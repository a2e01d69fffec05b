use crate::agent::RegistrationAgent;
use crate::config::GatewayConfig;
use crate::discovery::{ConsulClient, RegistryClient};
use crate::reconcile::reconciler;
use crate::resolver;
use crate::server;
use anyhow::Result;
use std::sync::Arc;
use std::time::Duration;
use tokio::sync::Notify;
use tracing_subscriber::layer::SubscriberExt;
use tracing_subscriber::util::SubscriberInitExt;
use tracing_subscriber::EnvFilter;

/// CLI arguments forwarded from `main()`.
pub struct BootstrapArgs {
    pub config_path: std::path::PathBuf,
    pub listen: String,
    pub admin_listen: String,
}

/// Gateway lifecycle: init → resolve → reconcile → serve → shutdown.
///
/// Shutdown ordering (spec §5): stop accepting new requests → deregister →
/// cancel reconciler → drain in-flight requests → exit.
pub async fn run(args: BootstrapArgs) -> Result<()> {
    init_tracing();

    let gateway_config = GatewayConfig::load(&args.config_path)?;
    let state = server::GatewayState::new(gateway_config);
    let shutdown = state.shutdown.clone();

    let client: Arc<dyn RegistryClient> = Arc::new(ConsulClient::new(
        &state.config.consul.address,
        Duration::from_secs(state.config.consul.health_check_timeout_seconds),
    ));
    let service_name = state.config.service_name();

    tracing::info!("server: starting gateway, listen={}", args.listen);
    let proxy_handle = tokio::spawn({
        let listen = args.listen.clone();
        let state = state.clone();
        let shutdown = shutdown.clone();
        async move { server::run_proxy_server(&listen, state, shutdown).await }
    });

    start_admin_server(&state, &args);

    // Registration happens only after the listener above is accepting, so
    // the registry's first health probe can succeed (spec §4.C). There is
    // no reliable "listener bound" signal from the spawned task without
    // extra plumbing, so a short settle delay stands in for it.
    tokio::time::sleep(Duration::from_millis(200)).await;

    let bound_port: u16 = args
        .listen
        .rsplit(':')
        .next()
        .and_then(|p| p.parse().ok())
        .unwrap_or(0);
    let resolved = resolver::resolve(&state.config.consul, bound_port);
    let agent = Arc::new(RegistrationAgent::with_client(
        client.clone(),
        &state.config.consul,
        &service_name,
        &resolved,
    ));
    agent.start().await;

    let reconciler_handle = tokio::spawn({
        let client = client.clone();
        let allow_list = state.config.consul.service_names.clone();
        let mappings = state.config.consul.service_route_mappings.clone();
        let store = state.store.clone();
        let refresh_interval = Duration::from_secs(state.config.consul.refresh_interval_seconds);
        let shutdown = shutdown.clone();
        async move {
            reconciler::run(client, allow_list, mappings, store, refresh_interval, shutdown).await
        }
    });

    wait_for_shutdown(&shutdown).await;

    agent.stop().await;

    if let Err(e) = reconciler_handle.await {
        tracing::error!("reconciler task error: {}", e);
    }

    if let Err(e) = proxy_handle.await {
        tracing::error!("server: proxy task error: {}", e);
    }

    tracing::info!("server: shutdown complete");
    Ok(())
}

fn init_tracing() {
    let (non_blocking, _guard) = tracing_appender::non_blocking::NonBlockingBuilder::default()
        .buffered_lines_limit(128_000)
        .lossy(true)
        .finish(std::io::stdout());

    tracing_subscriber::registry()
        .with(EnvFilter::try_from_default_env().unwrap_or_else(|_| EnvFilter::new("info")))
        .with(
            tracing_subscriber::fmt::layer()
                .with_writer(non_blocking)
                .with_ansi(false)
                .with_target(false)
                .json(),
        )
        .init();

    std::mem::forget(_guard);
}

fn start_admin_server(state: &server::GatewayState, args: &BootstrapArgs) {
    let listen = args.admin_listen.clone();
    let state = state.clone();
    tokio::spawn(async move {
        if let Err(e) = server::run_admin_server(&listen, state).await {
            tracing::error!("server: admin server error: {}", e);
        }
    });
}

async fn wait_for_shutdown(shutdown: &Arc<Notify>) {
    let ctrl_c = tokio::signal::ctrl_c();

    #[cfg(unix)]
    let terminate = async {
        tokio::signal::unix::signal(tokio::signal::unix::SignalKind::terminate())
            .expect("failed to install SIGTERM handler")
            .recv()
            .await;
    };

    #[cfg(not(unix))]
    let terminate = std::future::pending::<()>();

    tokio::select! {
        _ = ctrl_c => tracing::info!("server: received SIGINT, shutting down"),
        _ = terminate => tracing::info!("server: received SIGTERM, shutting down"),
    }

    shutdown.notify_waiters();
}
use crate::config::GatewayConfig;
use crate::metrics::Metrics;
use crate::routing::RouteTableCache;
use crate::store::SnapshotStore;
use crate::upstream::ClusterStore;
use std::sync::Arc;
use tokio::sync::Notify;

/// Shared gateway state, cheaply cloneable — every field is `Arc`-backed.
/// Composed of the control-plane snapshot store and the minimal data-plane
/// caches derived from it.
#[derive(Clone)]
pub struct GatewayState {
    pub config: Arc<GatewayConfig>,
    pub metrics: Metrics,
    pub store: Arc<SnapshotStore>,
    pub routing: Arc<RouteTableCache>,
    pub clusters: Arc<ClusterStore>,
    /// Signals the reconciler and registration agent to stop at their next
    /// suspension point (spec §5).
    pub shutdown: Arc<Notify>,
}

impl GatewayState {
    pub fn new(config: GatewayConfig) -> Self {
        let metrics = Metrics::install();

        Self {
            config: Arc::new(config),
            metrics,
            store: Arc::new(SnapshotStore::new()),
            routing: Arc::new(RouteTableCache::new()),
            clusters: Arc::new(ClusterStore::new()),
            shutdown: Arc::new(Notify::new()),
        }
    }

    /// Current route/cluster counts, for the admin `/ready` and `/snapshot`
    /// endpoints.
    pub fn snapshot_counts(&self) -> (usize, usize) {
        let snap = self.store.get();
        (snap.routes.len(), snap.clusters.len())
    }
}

┄┄┄┄┄┄┄┄┄┄

● Exercise:
Word for word, set down each line of the material.

● The answer:
repository a2e01d69fffec05b
use crate::agent::RegistrationAgent;
use crate::config::GatewayConfig;
use crate::discovery::{ConsulClient, RegistryClient};
use crate::reconcile::reconciler;
use crate::resolver;
use crate::server;
use anyhow::Result;
use std::sync::Arc;
use std::time::Duration;
use tokio::sync::Notify;
use tracing_subscriber::layer::SubscriberExt;
use tracing_subscriber::util::SubscriberInitExt;
use tracing_subscriber::EnvFilter;

/// CLI arguments forwarded from `main()`.
pub struct BootstrapArgs {
    pub config_path: std::path::PathBuf,
    pub listen: String,
    pub admin_listen: String,
}

/// Gateway lifecycle: init → resolve → reconcile → serve → shutdown.
///
/// Shutdown ordering (spec §5): stop accepting new requests → deregister →
/// cancel reconciler → drain in-flight requests → exit.
pub async fn run(args: BootstrapArgs) -> Result<()> {
    init_tracing();

    let gateway_config = GatewayConfig::load(&args.config_path)?;
    let state = server::GatewayState::new(gateway_config);
    let shutdown = state.shutdown.clone();

    let client: Arc<dyn RegistryClient> = Arc::new(ConsulClient::new(
        &state.config.consul.address,
        Duration::from_secs(state.config.consul.health_check_timeout_seconds),
    ));
    let service_name = state.config.service_name();

    tracing::info!("server: starting gateway, listen={}", args.listen);
    let proxy_handle = tokio::spawn({
        let listen = args.listen.clone();
        let state = state.clone();
        let shutdown = shutdown.clone();
        async move { server::run_proxy_server(&listen, state, shutdown).await }
    });

    start_admin_server(&state, &args);

    // Registration happens only after the listener above is accepting, so
    // the registry's first health probe can succeed (spec §4.C). There is
    // no reliable "listener bound" signal from the spawned task without
    // extra plumbing, so a short settle delay stands in for it.
    tokio::time::sleep(Duration::from_millis(200)).await;

    let bound_port: u16 = args
        .listen
        .rsplit(':')
        .next()
        .and_then(|p| p.parse().ok())
        .unwrap_or(0);
    let resolved = resolver::resolve(&state.config.consul, bound_port);
    let agent = Arc::new(RegistrationAgent::with_client(
        client.clone(),
        &state.config.consul,
        &service_name,
        &resolved,
    ));
    agent.start().await;

    let reconciler_handle = tokio::spawn({
        let client = client.clone();
        let allow_list = state.config.consul.service_names.clone();
        let mappings = state.config.consul.service_route_mappings.clone();
        let store = state.store.clone();
        let refresh_interval = Duration::from_secs(state.config.consul.refresh_interval_seconds);
        let shutdown = shutdown.clone();
        async move {
            reconciler::run(client, allow_list, mappings, store, refresh_interval, shutdown).await
        }
    });

    wait_for_shutdown(&shutdown).await;

    agent.stop().await;

    if let Err(e) = reconciler_handle.await {
        tracing::error!("reconciler task error: {}", e);
    }

    if let Err(e) = proxy_handle.await {
        tracing::error!("server: proxy task error: {}", e);
    }

    tracing::info!("server: shutdown complete");
    Ok(())
}

fn init_tracing() {
    let (non_blocking, _guard) = tracing_appender::non_blocking::NonBlockingBuilder::default()
        .buffered_lines_limit(128_000)
        .lossy(true)
        .finish(std::io::stdout());

    tracing_subscriber::registry()
        .with(EnvFilter::try_from_default_env().unwrap_or_else(|_| EnvFilter::new("info")))
        .with(
            tracing_subscriber::fmt::layer()
                .with_writer(non_blocking)
                .with_ansi(false)
                .with_target(false)
                .json(),
        )
        .init();

    std::mem::forget(_guard);
}

fn start_admin_server(state: &server::GatewayState, args: &BootstrapArgs) {
    let listen = args.admin_listen.clone();
    let state = state.clone();
    tokio::spawn(async move {
        if let Err(e) = server::run_admin_server(&listen, state).await {
            tracing::error!("server: admin server error: {}", e);
        }
    });
}

async fn wait_for_shutdown(shutdown: &Arc<Notify>) {
    let ctrl_c = tokio::signal::ctrl_c();

    #[cfg(unix)]
    let terminate = async {
        tokio::signal::unix::signal(tokio::signal::unix::SignalKind::terminate())
            .expect("failed to install SIGTERM handler")
            .recv()
            .await;
    };

    #[cfg(not(unix))]
    let terminate = std::future::pending::<()>();

    tokio::select! {
        _ = ctrl_c => tracing::info!("server: received SIGINT, shutting down"),
        _ = terminate => tracing::info!("server: received SIGTERM, shutting down"),
    }

    shutdown.notify_waiters();
}
use crate::config::GatewayConfig;
use crate::metrics::Metrics;
use crate::routing::RouteTableCache;
use crate::store::SnapshotStore;
use crate::upstream::ClusterStore;
use std::sync::Arc;
use tokio::sync::Notify;

/// Shared gateway state, cheaply cloneable — every field is `Arc`-backed.
/// Composed of the control-plane snapshot store and the minimal data-plane
/// caches derived from it.
#[derive(Clone)]
pub struct GatewayState {
    pub config: Arc<GatewayConfig>,
    pub metrics: Metrics,
    pub store: Arc<SnapshotStore>,
    pub routing: Arc<RouteTableCache>,
    pub clusters: Arc<ClusterStore>,
    /// Signals the reconciler and registration agent to stop at their next
    /// suspension point (spec §5).
    pub shutdown: Arc<Notify>,
}

impl GatewayState {
    pub fn new(config: GatewayConfig) -> Self {
        let metrics = Metrics::install();

        Self {
            config: Arc::new(config),
            metrics,
            store: Arc::new(SnapshotStore::new()),
            routing: Arc::new(RouteTableCache::new()),
            clusters: Arc::new(ClusterStore::new()),
            shutdown: Arc::new(Notify::new()),
        }
    }

    /// Current route/cluster counts, for the admin `/ready` and `/snapshot`
    /// endpoints.
    pub fn snapshot_counts(&self) -> (usize, usize) {
        let snap = self.store.get();
        (snap.routes.len(), snap.clusters.len())
    }
}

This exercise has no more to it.